Yet the best teachers, as Lang concluded, are always "present" — fully in the moment, connecting with both their subject matter and their students. That’s a type of presence to which we can all aspire, whether or not we’re born with great charisma. All it takes is a degree of self-awareness, a little concentration, and a fair amount of determination.
Preparation. Speaking of determination, something else all teachers can do, regardless of their natural gifts, is prepare meticulously. Knowing what you’re talking about can compensate for a number of other deficiencies, such as wearing mismatched socks, telling lame jokes, or not having an Instagram account. Preparation occurs on three levels: long-term, medium-term, and short-term.
Most of faculty members have already accomplished the necessary long-term preparation by virtue of your advanced degrees. That preparation will serve you well, and be your primary source of authority, from your first day in the classroom until your last.
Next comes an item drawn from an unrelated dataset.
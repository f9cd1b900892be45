pub mod bot;
pub mod caller;
pub mod commands;
pub mod telegram_log;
In between, you must continue your education on a regular basis — by reading extensively in your field, attending conferences and seminars, conducting and presenting your own research, and remaining a practitioner of your art or science. You must also continue to learn and grow as a teacher by exploring new advances in pedagogy and technology that can help you in the classroom.
And in the short term, to be a powerful teacher you must go into every single class meeting as prepared as you can be, given the time you have. That means more than just reviewing your notes or PowerPoint slides. It involves constantly reassessing what you do in the classroom, abandoning those strategies that haven’t proved effective, or are just outdated, and trying new ones. It means being so familiar with your subject matter that you can talk about it off the cuff.
Some of that will come with time, as your level of familiarity with your subject will naturally increase the more you teach it. Then again, just because you’ve been teaching a course for 15 or 20 years doesn’t mean you shouldn’t approach it each term as if for the first time. It’s that level of preparation that allows great teachers to make it all look so easy.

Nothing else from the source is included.